Warning: Full spoilers follow for Gladiator II as well as ancient Roman history circa 200 CE. Ridley Scott’s historical action film Gladiator II has arrived, and as with the 2000 original starring Russell Crowe, the “historical” part of the new movie leads to a lot of questions – amid the sword fights and weird monkey attacks and Colosseum shark-tanking and so on. Look, I only got a B-minus in my History of the Roman Empire class in college (or was it a C-minus?), but I do have Google.

I’m also a big Derek Jacobi fan (even if this movie is not). So I’m gonna do my best to get to the bottom of how historically accurate, or not, Gladiator II is. Paul Mescal stars as Lucius Verus, the former heir to the throne.
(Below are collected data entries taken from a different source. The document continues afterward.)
//! Google Generative Language provider — completion, embeddings, transcription.
//!
//! Primary model slot. Also the embedding backend (`embedContent`, 768-dim)
//! and the speech-to-text backend (audio handed to `generateContent` inline).

use std::time::Duration;

use async_trait::async_trait;
use base64::Engine;
use serde::Deserialize;
use serde_json::json;
use tracing::{debug, warn};

use solis_core::backoff::TokenBucket;

use crate::provider::{CompletionRequest, CompletionResponse, ModelProvider, ProviderError, Role};

const CALL_TIMEOUT: Duration = Duration::from_secs(20);
const EMBED_MODEL: &str = "text-embedding-004";

pub struct GeminiProvider {
    client: reqwest::Client,
    base_url: String,
    api_key: String,
    bucket: TokenBucket,
}

#[derive(Debug, Deserialize)]
struct GenerateResponse {
    candidates: Option<Vec<Candidate>>,
    #[serde(rename = "usageMetadata")]
    usage: Option<Usage>,
}

#[derive(Debug, Deserialize)]
struct Candidate {
    content: Option<CandidateContent>,
}

#[derive(Debug, Deserialize)]
struct CandidateContent {
    parts: Option<Vec<Part>>,
}

#[derive(Debug, Deserialize)]
struct Part {
    text: Option<String>,
}

#[derive(Debug, Deserialize)]
struct Usage {
    #[serde(rename = "promptTokenCount", default)]
    prompt_tokens: u32,
    #[serde(rename = "candidatesTokenCount", default)]
    candidate_tokens: u32,
}

#[derive(Debug, Deserialize)]
struct EmbedResponse {
    embedding: Option<EmbedValues>,
}

#[derive(Debug, Deserialize)]
struct EmbedValues {
    values: Vec<f32>,
}

impl GeminiProvider {
    pub fn new(base_url: &str, api_key: &str, rate_per_sec: f64) -> Self {
        Self {
            client: reqwest::Client::new(),
            base_url: base_url.trim_end_matches('/').to_string(),
            api_key: api_key.to_string(),
            bucket: TokenBucket::new(4, rate_per_sec),
        }
    }

    fn endpoint(&self, model: &str, op: &str) -> String {
        format!("{}/v1beta/models/{}:{}", self.base_url, model, op)
    }

    async fn post(
        &self,
        url: &str,
        body: &serde_json::Value,
    ) -> Result<reqwest::Response, ProviderError> {
        self.bucket.acquire().await;
        let resp = self
            .client
            .post(url)
            .query(&[("key", self.api_key.as_str())])
            .timeout(CALL_TIMEOUT)
            .json(body)
            .send()
            .await?;

        let status = resp.status().as_u16();
        if status == 429 {
            let retry = resp
                .headers()
                .get("retry-after")
                .and_then(|v| v.to_str().ok())
                .and_then(|v| v.parse::<u64>().ok())
                .map(|secs| secs * 1000)
                .unwrap_or(5000);
            return Err(ProviderError::RateLimited {
                retry_after_ms: retry,
            });
        }
        if !resp.status().is_success() {
            let text = resp.text().await.unwrap_or_default();
            warn!(status, body = %text, "Gemini API error");
            return Err(ProviderError::Api {
                status,
                message: text,
            });
        }
        Ok(resp)
    }

    /// Produce a 768-dim embedding for `text`.
    pub async fn embed(&self, text: &str) -> Result<Vec<f32>, ProviderError> {
        let body = json!({
            "content": { "parts": [{ "text": text }] },
        });
        let url = self.endpoint(EMBED_MODEL, "embedContent");
        let resp = self.post(&url, &body).await?;
        let parsed: EmbedResponse = resp
            .json()
            .await
            .map_err(|e| ProviderError::Parse(e.to_string()))?;
        parsed
            .embedding
            .map(|e| e.values)
            .ok_or(ProviderError::Empty)
    }

    /// Transcribe a WAV clip by asking the multimodal model for a verbatim
    /// transcript.
    pub async fn transcribe(&self, model: &str, wav: &[u8]) -> Result<String, ProviderError> {
        let b64 = base64::engine::general_purpose::STANDARD.encode(wav);
        let body = json!({
            "contents": [{
                "role": "user",
                "parts": [
                    { "inline_data": { "mime_type": "audio/wav", "data": b64 } },
                    { "text": "Transcreva o áudio literalmente, sem comentários." }
                ],
            }],
            "generationConfig": { "temperature": 0.0 },
        });
        let url = self.endpoint(model, "generateContent");
        let resp = self.post(&url, &body).await?;
        let parsed: GenerateResponse = resp
            .json()
            .await
            .map_err(|e| ProviderError::Parse(e.to_string()))?;
        extract_text(parsed).map(|(text, _, _)| text)
    }
}

#[async_trait]
impl ModelProvider for GeminiProvider {
    fn name(&self) -> &str {
        "gemini"
    }

    async fn complete(&self, req: &CompletionRequest) -> Result<CompletionResponse, ProviderError> {
        let mut contents: Vec<serde_json::Value> = req
            .messages
            .iter()
            .map(|m| {
                json!({
                    "role": match m.role {
                        Role::User => "user",
                        Role::Assistant => "model",
                    },
                    "parts": [{ "text": m.content }],
                })
            })
            .collect();

        // Attach images to the final user turn, as inline data parts.
        if !req.images.is_empty() {
            let image_parts: Vec<serde_json::Value> = req
                .images
                .iter()
                .map(|img| {
                    json!({ "inline_data": { "mime_type": img.mime, "data": img.data } })
                })
                .collect();
            match contents.last_mut().and_then(|c| c["parts"].as_array_mut()) {
                Some(parts) => parts.extend(image_parts),
                None => contents.push(json!({ "role": "user", "parts": image_parts })),
            }
        }

        let body = json!({
            "systemInstruction": { "parts": [{ "text": req.system }] },
            "contents": contents,
            "generationConfig": {
                "temperature": req.temperature,
                "maxOutputTokens": req.max_tokens,
            },
        });

        debug!(model = %req.model, turns = req.messages.len(), "sending request to Gemini");
        let url = self.endpoint(&req.model, "generateContent");
        let resp = self.post(&url, &body).await?;
        let parsed: GenerateResponse = resp
            .json()
            .await
            .map_err(|e| ProviderError::Parse(e.to_string()))?;

        let (text, tokens_in, tokens_out) = extract_text(parsed)?;
        Ok(CompletionResponse {
            text,
            model: req.model.clone(),
            tokens_in,
            tokens_out,
        })
    }
}

/// Adapter: the knowledge store's `Embedder` backed by Gemini `embedContent`.
pub struct GeminiEmbedder {
    provider: std::sync::Arc<GeminiProvider>,
}

impl GeminiEmbedder {
    pub fn new(provider: std::sync::Arc<GeminiProvider>) -> Self {
        Self { provider }
    }
}

#[async_trait]
impl solis_knowledge::Embedder for GeminiEmbedder {
    async fn embed(&self, text: &str) -> solis_knowledge::Result<Vec<f32>> {
        self.provider
            .embed(text)
            .await
            .map_err(|e| solis_knowledge::KnowledgeError::Embedding(e.to_string()))
    }
}

/// Adapter: the media pipeline's `SpeechToText` backed by Gemini.
pub struct GeminiTranscriber {
    provider: std::sync::Arc<GeminiProvider>,
    model: String,
}

impl GeminiTranscriber {
    pub fn new(provider: std::sync::Arc<GeminiProvider>, model: &str) -> Self {
        Self {
            provider,
            model: model.to_string(),
        }
    }
}

#[async_trait]
impl solis_media::SpeechToText for GeminiTranscriber {
    async fn transcribe(&self, wav: &[u8]) -> solis_media::Result<String> {
        self.provider
            .transcribe(&self.model, wav)
            .await
            .map_err(|e| solis_media::MediaError::Transcription(e.to_string()))
    }
}

fn extract_text(resp: GenerateResponse) -> Result<(String, u32, u32), ProviderError> {
    let text = resp
        .candidates
        .and_then(|mut c| if c.is_empty() { None } else { Some(c.remove(0)) })
        .and_then(|c| c.content)
        .and_then(|c| c.parts)
        .map(|parts| {
            parts
                .into_iter()
                .filter_map(|p| p.text)
                .collect::<Vec<_>>()
                .join("")
        })
        .unwrap_or_default();

    if text.trim().is_empty() {
        return Err(ProviderError::Empty);
    }
    let (tin, tout) = resp
        .usage
        .map(|u| (u.prompt_tokens, u.candidate_tokens))
        .unwrap_or((0, 0));
    Ok((text, tin, tout))
}

#[cfg(test)]
mod tests {
    use super::*;

    #[test]
    fn extract_text_joins_parts() {
        let resp: GenerateResponse = serde_json::from_value(json!({
            "candidates": [{
                "content": { "parts": [{ "text": "Olá" }, { "text": ", João" }] }
            }],
            "usageMetadata": { "promptTokenCount": 12, "candidatesTokenCount": 4 }
        }))
        .unwrap();
        let (text, tin, tout) = extract_text(resp).unwrap();
        assert_eq!(text, "Olá, João");
        assert_eq!((tin, tout), (12, 4));
    }

    #[test]
    fn empty_candidates_is_an_error() {
        let resp: GenerateResponse = serde_json::from_value(json!({ "candidates": [] })).unwrap();
        assert!(matches!(extract_text(resp), Err(ProviderError::Empty)));
    }
}
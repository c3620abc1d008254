use thiserror::Error;

use crate::provider::ProviderError;

#[derive(Debug, Error)]
pub enum AgentError {
    #[error("store error: {0}")]
    Store(#[from] solis_store::StoreError),

    #[error("gateway error: {0}")]
    Gateway(#[from] solis_whatsapp::GatewayError),

    #[error("media error: {0}")]
    Media(#[from] solis_media::MediaError),

    #[error("knowledge error: {0}")]
    Knowledge(#[from] solis_knowledge::KnowledgeError),

    #[error("model error: {0}")]
    Provider(#[from] ProviderError),

    #[error("calendar error: {0}")]
    Calendar(#[from] solis_calendar::CalendarError),

    #[error("CRM error: {0}")]
    Crm(#[from] solis_crm::CrmError),

    #[error("turn budget of {secs}s exceeded")]
    TurnBudget { secs: u64 },

    #[error("model returned unusable output: {0}")]
    BadModelOutput(String),
}

pub type Result<T> = std::result::Result<T, AgentError>;
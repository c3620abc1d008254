use chrono::{DateTime, Utc};
use serde::{Deserialize, Serialize};

/// A curated Q&A chunk as stored, embedding included.
#[derive(Debug, Clone, Serialize, Deserialize)]
pub struct KnowledgeChunk {
    pub id: String,
    /// Stable slug identifying the topic; upserts key on this.
    pub topic_key: String,
    pub question: String,
    pub synonyms: Vec<String>,
    pub answer: String,
    pub category: Option<String>,
    pub tags: Vec<String>,
    /// Absent until the embedder has run (backfill fills these in).
    #[serde(skip)]
    pub embedding: Option<Vec<f32>>,
    /// Hash of the embedded text; a change triggers re-embedding.
    pub text_hash: String,
    pub created_at: DateTime<Utc>,
    pub updated_at: DateTime<Utc>,
}

/// What the corpus file provides per chunk (ingestion input).
#[derive(Debug, Clone, Serialize, Deserialize)]
pub struct ChunkInput {
    pub topic_key: String,
    pub question: String,
    #[serde(default)]
    pub synonyms: Vec<String>,
    pub answer: String,
    #[serde(default)]
    pub category: Option<String>,
    #[serde(default)]
    pub tags: Vec<String>,
}

impl ChunkInput {
    /// The text the embedder sees: question + synonyms + answer prefix.
    pub fn embeddable_text(&self) -> String {
        let mut text = self.question.clone();
        for syn in &self.synonyms {
            text.push('\n');
            text.push_str(syn);
        }
        text.push('\n');
        let answer_prefix: String = self.answer.chars().take(512).collect();
        text.push_str(&answer_prefix);
        text
    }
}

/// One retrieval result with the blended score and its components.
#[derive(Debug, Clone)]
pub struct SearchHit {
    pub chunk: KnowledgeChunk,
    pub score: f32,
    pub vector_score: f32,
    pub lexical_score: f32,
}

#[cfg(test)]
mod tests {
    use super::*;

    #[test]
    fn embeddable_text_includes_synonyms_and_caps_answer() {
        let input = ChunkInput {
            topic_key: "payback".to_string(),
            question: "Qual o payback?".to_string(),
            synonyms: vec!["Em quanto tempo se paga?".to_string()],
            answer: "x".repeat(2000),
            category: None,
            tags: vec![],
        };
        let text = input.embeddable_text();
        assert!(text.contains("Qual o payback?"));
        assert!(text.contains("Em quanto tempo se paga?"));
        assert!(text.len() < 1200);
    }
}
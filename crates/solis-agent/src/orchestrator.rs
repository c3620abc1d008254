//! Conversation orchestrator — one coordinator per inbound event.
//!
//! Serialized per lead: a keyed mutex map guarantees at most one turn runs
//! for a phone number at any instant, and the humanized sender's own per-lead
//! lock keeps follow-ups from interleaving with the reply. The whole turn
//! runs under a 45 s budget; blowing it degrades to a polite fallback.

use std::sync::atomic::{AtomicBool, Ordering};
use std::sync::Arc;
use std::time::Duration;

use chrono::Utc;
use dashmap::DashMap;
use tokio::sync::Mutex;
use tracing::{error, info, warn};

use solis_core::config::{SolisConfig, HISTORY_WINDOW, TURN_BUDGET_SECS};
use solis_core::types::{ContentType, MessageDirection, QualificationStage, SolutionChoice};
use solis_knowledge::KnowledgeStore;
use solis_media::{Artifact, MediaPipeline};
use solis_store::types::{AgentSession, Conversation, Lead, LeadPatch, SessionTurn};
use solis_store::Store;
use solis_whatsapp::types::InboundEvent;
use solis_whatsapp::HumanizedSender;

use crate::error::{AgentError, Result};
use crate::funnel;
use crate::guard::GuardRails;
use crate::intent::{self, Intent};
use crate::prompt::{parse_structured, PersonaPrompt};
use crate::provider::{ChatMessage, CompletionRequest, ModelProvider, Role};
use crate::score::{self, Engagement};
use crate::slots::{self, SlotExtractor};
use crate::subagents::bill::BillAnalyzerAgent;
use crate::subagents::calendar::CalendarAgent;
use crate::subagents::crm::CrmAgent;
use crate::subagents::followup::FollowUpAgent;
use crate::subagents::knowledge::KnowledgeAgent;
use crate::subagents::qualification::QualificationAgent;
use crate::subagents::{Subagent, SubagentOutcome, TurnContext};

/// Everything the orchestrator needs, wired once at startup.
pub struct OrchestratorDeps {
    pub store: Arc<Store>,
    pub knowledge: Arc<KnowledgeStore>,
    pub provider: Arc<dyn ModelProvider>,
    pub sender: Arc<HumanizedSender>,
    pub media: Arc<MediaPipeline>,
    pub calendar_agent: Arc<CalendarAgent>,
    pub crm_agent: Arc<CrmAgent>,
    pub config: SolisConfig,
}

/// What a completed turn did.
#[derive(Debug)]
pub struct TurnOutcome {
    /// `None` when the event was a duplicate or needed no reply.
    pub reply: Option<String>,
    pub stage: QualificationStage,
    pub duplicate: bool,
}

pub struct Orchestrator {
    store: Arc<Store>,
    provider: Arc<dyn ModelProvider>,
    sender: Arc<HumanizedSender>,
    media: Arc<MediaPipeline>,
    knowledge_agent: KnowledgeAgent,
    qualification_agent: QualificationAgent,
    calendar_agent: Arc<CalendarAgent>,
    crm_agent: Arc<CrmAgent>,
    bill_agent: BillAnalyzerAgent,
    followup_agent: FollowUpAgent,
    persona: PersonaPrompt,
    guard: GuardRails,
    extractor: SlotExtractor,
    config: SolisConfig,
    turn_locks: DashMap<String, Arc<Mutex<()>>>,
}
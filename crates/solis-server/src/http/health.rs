use std::sync::Arc;

use axum::{extract::State, Json};
use serde_json::{json, Value};

use crate::app::AppState;

/// GET /health — liveness plus a few gauges.
pub async fn health_handler(State(state): State<Arc<AppState>>) -> Json<Value> {
    let uptime = state.started_at.elapsed().as_secs();
    Json(json!({
        "status": "ok",
        "uptime_sec": uptime,
        "active_leads": state.intake.depth(),
        "dedupe_entries": state.dedupe.len(),
        "knowledge_chunks": state.knowledge.count().unwrap_or(0),
    }))
}
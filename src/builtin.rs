//! Built-in review personas

pub const CODE_QUALITY_NAME: &str = "Code Quality Specialist";
pub const CODE_QUALITY_FOCUS: &str = "Code maintainability and best practices";
pub const CODE_QUALITY_TEMPLATE: &str = r#"You are a Senior Software Engineer specializing in code quality assessment with extensive experience in enterprise software development. Your responsibility is to conduct thorough maintainability and best practices analysis.

**Analysis Methodology:**
Execute your review using the following systematic approach:
1. Structural Assessment: Evaluate function complexity, nesting depth, and code organization
2. Naming Convention Analysis: Assess variable, function, and class naming clarity
3. Best Practices Compliance: Verify adherence to language-specific standards and patterns
4. Maintainability Impact Assessment: Determine long-term implications of current implementation

Code Under Review:
{code_diff}

**Required Output Format:**
For each identified issue, provide:
1. SEVERITY CLASSIFICATION (🔴 Critical, 🟡 Warning, ℹ️ Info) with CONFIDENCE LEVEL (0-100%)
2. Detailed technical explanation of the maintainability concern
3. Business impact assessment and recommended remediation steps
4. Complete code example demonstrating the proposed solution
5. Knowledge validation question related to the underlying software engineering principle

Maintain professional technical standards and provide actionable recommendations."#;

pub const BUG_HUNTER_NAME: &str = "Bug Hunter";
pub const BUG_HUNTER_FOCUS: &str = "Potential bugs and edge cases";
pub const BUG_HUNTER_TEMPLATE: &str = r#"You are a Senior Quality Assurance Engineer and Security Specialist with expertise in identifying software defects and vulnerability patterns. Your mandate is to conduct comprehensive defect analysis and risk assessment.

**Systematic Defect Analysis Process:**
Apply the following structured methodology:
1. Input Validation Assessment: Analyze handling of null, empty, and malformed inputs
2. Exception Handling Evaluation: Verify comprehensive error management and recovery
3. Resource Management Review: Assess memory usage, connection handling, and cleanup procedures
4. Logic Correctness Verification: Identify algorithmic errors and boundary condition failures
5. Concurrency Safety Analysis: Evaluate thread safety and race condition susceptibility

Code Under Review:
{code_diff}

**Required Output Format:**
For each identified defect, provide:
1. SEVERITY CLASSIFICATION (🔴 Critical, 🟡 Warning, ℹ️ Info) with CONFIDENCE ASSESSMENT (0-100%)
2. Defect category and specific failure conditions
3. Security implications and potential exploitation vectors
4. Detailed reproduction steps for verification
5. Complete remediation implementation with defensive programming practices
6. Quality assurance testing recommendations

Execute thorough analysis maintaining enterprise-grade quality standards."#;

/// Meta-prompt used to author a persona template from a description.
///
/// `{description}` is replaced with plain string substitution, not through
/// [`crate::prompt::PromptTemplate`].
pub const META_PROMPT: &str = r#"You are a helpful AI assistant skilled in prompt engineering.
Given the persona description below, write a step-by-step code review prompt template for that persona.

Persona description: {description}

The template must include sections for focus areas, methodology, output format, and examples.
Mark the place where the code under review is inserted with the exact placeholder {code_diff}, used once.
Do not use curly braces anywhere else in the template.
Reply with the template text only."#;

#[cfg(test)]
mod tests {
    use super::*;
    use crate::prompt::PromptTemplate;

    #[test]
    fn test_builtin_templates_render() {
        for template in [CODE_QUALITY_TEMPLATE, BUG_HUNTER_TEMPLATE] {
            let rendered = PromptTemplate::new(template).render("x = eval(input())").unwrap();
            assert!(rendered.contains("Code Under Review:\nx = eval(input())\n"));
        }
    }

    #[test]
    fn test_meta_prompt_mentions_required_sections() {
        for section in ["focus areas", "methodology", "output format", "examples"] {
            assert!(META_PROMPT.contains(section), "missing {section}");
        }
        assert!(META_PROMPT.contains("{code_diff}"));
    }
}
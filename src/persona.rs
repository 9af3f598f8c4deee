//! Review personas and their per-invocation results

use crate::builtin::META_PROMPT;
use crate::generator::{GenerationSettings, TextGenerator};
use crate::prompt::PromptTemplate;

/// A named review strategy: a focus label plus the prompt template it sends
#[derive(Debug, Clone, PartialEq, Eq)]
pub struct Persona {
    name: String,
    focus: String,
    template: PromptTemplate,
}

impl Persona {
    /// Surrounding whitespace is stripped from the name.
    pub fn new(
        name: impl Into<String>,
        focus: impl Into<String>,
        template: impl Into<PromptTemplate>,
    ) -> Self {
        Self {
            name: name.into().trim().to_string(),
            focus: focus.into(),
            template: template.into(),
        }
    }

    /// Build a persona whose template is written by the model itself.
    ///
    /// If the meta-prompt call fails the persona is still returned, with an
    /// empty template. Reviews by such a persona report a failure instead of
    /// sending an empty prompt.
    pub async fn from_description(
        name: impl Into<String>,
        focus: impl Into<String>,
        description: &str,
        generator: &dyn TextGenerator,
        settings: &GenerationSettings,
    ) -> Self {
        let name = name.into();
        tracing::info!(persona = %name, "Generating prompt template using meta-prompting");

        let meta_prompt = META_PROMPT.replace("{description}", description.trim());
        let template = match generator.generate(&meta_prompt, settings).await {
            Ok(text) => text.trim().to_string(),
            Err(e) => {
                tracing::warn!(persona = %name, error = %e, "Error generating persona prompt");
                String::new()
            }
        };

        let persona = Self::new(name, focus, template);
        tracing::debug!(
            persona = %persona.name,
            template = persona.template.as_str(),
            "Prompt template ready"
        );
        persona
    }

    pub fn name(&self) -> &str {
        &self.name
    }

    pub fn focus(&self) -> &str {
        &self.focus
    }

    /// Case-insensitive name comparison
    pub fn is_named(&self, name: &str) -> bool {
        self.name.trim().to_lowercase() == name.trim().to_lowercase()
    }

    /// Review `code` from this persona's perspective.
    ///
    /// Never fails: template and endpoint errors are folded into a
    /// [`ReviewOutcome::Failure`].
    pub async fn review(
        &self,
        code: &str,
        generator: &dyn TextGenerator,
        settings: &GenerationSettings,
    ) -> ReviewResult {
        let outcome = match self.template.render(code) {
            Err(e) => {
                tracing::warn!(persona = %self.name, error = %e, "Cannot build review prompt");
                ReviewOutcome::Failure {
                    error: format!("Error building review prompt: {e}"),
                }
            }
            Ok(prompt) => match generator.generate(&prompt, settings).await {
                Ok(review) => ReviewOutcome::Success { review },
                Err(e) => {
                    tracing::warn!(persona = %self.name, error = %e, "Review request failed");
                    ReviewOutcome::Failure {
                        error: format!("Error during review: {e}"),
                    }
                }
            },
        };

        ReviewResult {
            persona_name: self.name.clone(),
            focus: self.focus.clone(),
            outcome,
        }
    }
}

#[derive(Debug, Clone, PartialEq, Eq)]
pub enum ReviewOutcome {
    Success { review: String },
    Failure { error: String },
}

/// One persona's contribution to a report
#[derive(Debug, Clone, PartialEq, Eq)]
pub struct ReviewResult {
    pub persona_name: String,
    pub focus: String,
    pub outcome: ReviewOutcome,
}

impl ReviewResult {
    pub fn is_success(&self) -> bool {
        matches!(self.outcome, ReviewOutcome::Success { .. })
    }

    /// The review text, or the error message for a failure
    pub fn body(&self) -> &str {
        match &self.outcome {
            ReviewOutcome::Success { review } => review,
            ReviewOutcome::Failure { error } => error,
        }
    }
}
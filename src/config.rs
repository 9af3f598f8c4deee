//! Runtime configuration
//!
//! Values come from CLI flags, falling back to environment variables
//! (`GOOGLE_API_KEY`, `MODEL_NAME`, `MAX_TOKENS`, `TEMPERATURE`,
//! `GEMINI_API_BASE_URL`) and then to defaults. See [`crate::cli::ApiArgs`].

use crate::error::ConfigError;
use crate::generator::GenerationSettings;

pub const DEFAULT_MODEL: &str = "gemini-1.5-flash";

/// Everything needed to talk to the model, passed explicitly to constructors
#[derive(Debug, Clone, PartialEq)]
pub struct ReviewConfig {
    pub api_key: String,
    pub model: String,
    pub api_base_url: String,
    pub generation: GenerationSettings,
}

impl ReviewConfig {
    /// Validate raw values into a config. A blank API key counts as missing.
    pub fn new(
        api_key: Option<String>,
        model: String,
        api_base_url: String,
        max_output_tokens: u32,
        temperature: f32,
    ) -> Result<Self, ConfigError> {
        let api_key = api_key
            .filter(|key| !key.trim().is_empty())
            .ok_or(ConfigError::MissingApiKey)?;

        if max_output_tokens == 0 {
            return Err(ConfigError::InvalidMaxTokens);
        }
        if !(0.0..=2.0).contains(&temperature) {
            return Err(ConfigError::InvalidTemperature(temperature));
        }

        Ok(Self {
            api_key,
            model,
            api_base_url,
            generation: GenerationSettings {
                max_output_tokens,
                temperature,
            },
        })
    }
}
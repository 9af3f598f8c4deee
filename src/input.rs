use std::io::ErrorKind;
use std::path::Path;

use crate::error::InputError;

/// Reviewed when no file is given
pub const SAMPLE_CODE: &str = r#"
def process_user_input(user_input):
    # New function to process user data
    result = eval(user_input)  # Potential security issue
    return result

def calculate_total(items):
    total = 0
    for i in range(len(items)):  # Performance issue - inefficient loop
        total += items[i]
    return total

class DataProcessor:
    def process_data_with_long_function_name_that_does_too_many_things(self, data1, data2, data3, data4, data5, data6):
        # This function has too many parameters
        if data1:
            if data2:
                if data3:
                    if data4:
                        if data5:
                            # Deep nesting issue
                            return data1 + data2 + data3 + data4 + data5
        return 0
"#;

pub fn read_code(path: &Path) -> Result<String, InputError> {
    std::fs::read_to_string(path).map_err(|source| match source.kind() {
        ErrorKind::NotFound => InputError::NotFound(path.to_path_buf()),
        _ => InputError::Read {
            path: path.to_path_buf(),
            source,
        },
    })
}

#[cfg(test)]
mod tests {
    use std::io::Write;

    use super::*;

    #[test]
    fn test_read_code_from_file() {
        let mut file = tempfile::NamedTempFile::new().unwrap();
        writeln!(file, "fn main() {{}}").unwrap();

        assert_eq!(read_code(file.path()).unwrap(), "fn main() {}\n");
    }

    #[test]
    fn test_read_missing_file() {
        let dir = tempfile::tempdir().unwrap();
        let path = dir.path().join("missing.rs");

        match read_code(&path) {
            Err(InputError::NotFound(p)) => assert_eq!(p, path),
            other => panic!("Expected NotFound, got {other:?}"),
        }
    }

    #[test]
    fn test_read_non_utf8_file() {
        let mut file = tempfile::NamedTempFile::new().unwrap();
        file.write_all(&[0xff, 0xfe, 0x00]).unwrap();

        assert!(matches!(
            read_code(file.path()),
            Err(InputError::Read { .. })
        ));
    }

    #[test]
    fn test_sample_code_is_not_empty() {
        assert!(SAMPLE_CODE.contains("def process_user_input"));
    }
}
Lucius was played by Spencer Treat Clark in the first film, where he was depicted as maybe being the love child of Crowe’s Maximus Decimus Meridius and Connie Nielsen’s Lucilla. This parentage is confirmed in Gladiator II, where we also learn that the character was forced to go into hiding after the death of Maximus at the end of the first movie. As the grandson of the late Emperor Marcus Aurelius (Richard Harris), nephew of Commodus (Joaquin Phoenix), and son of Lucilla, Lucius is a prince of Rome.

In the new film he returns to Rome all grown up and now a gladiator, just like Maximus, eventually playing a key role in freeing the Empire from the unjust rule of not one, not two, but three villainous emperors and/or usurpers. Like his grandfather, and his fa.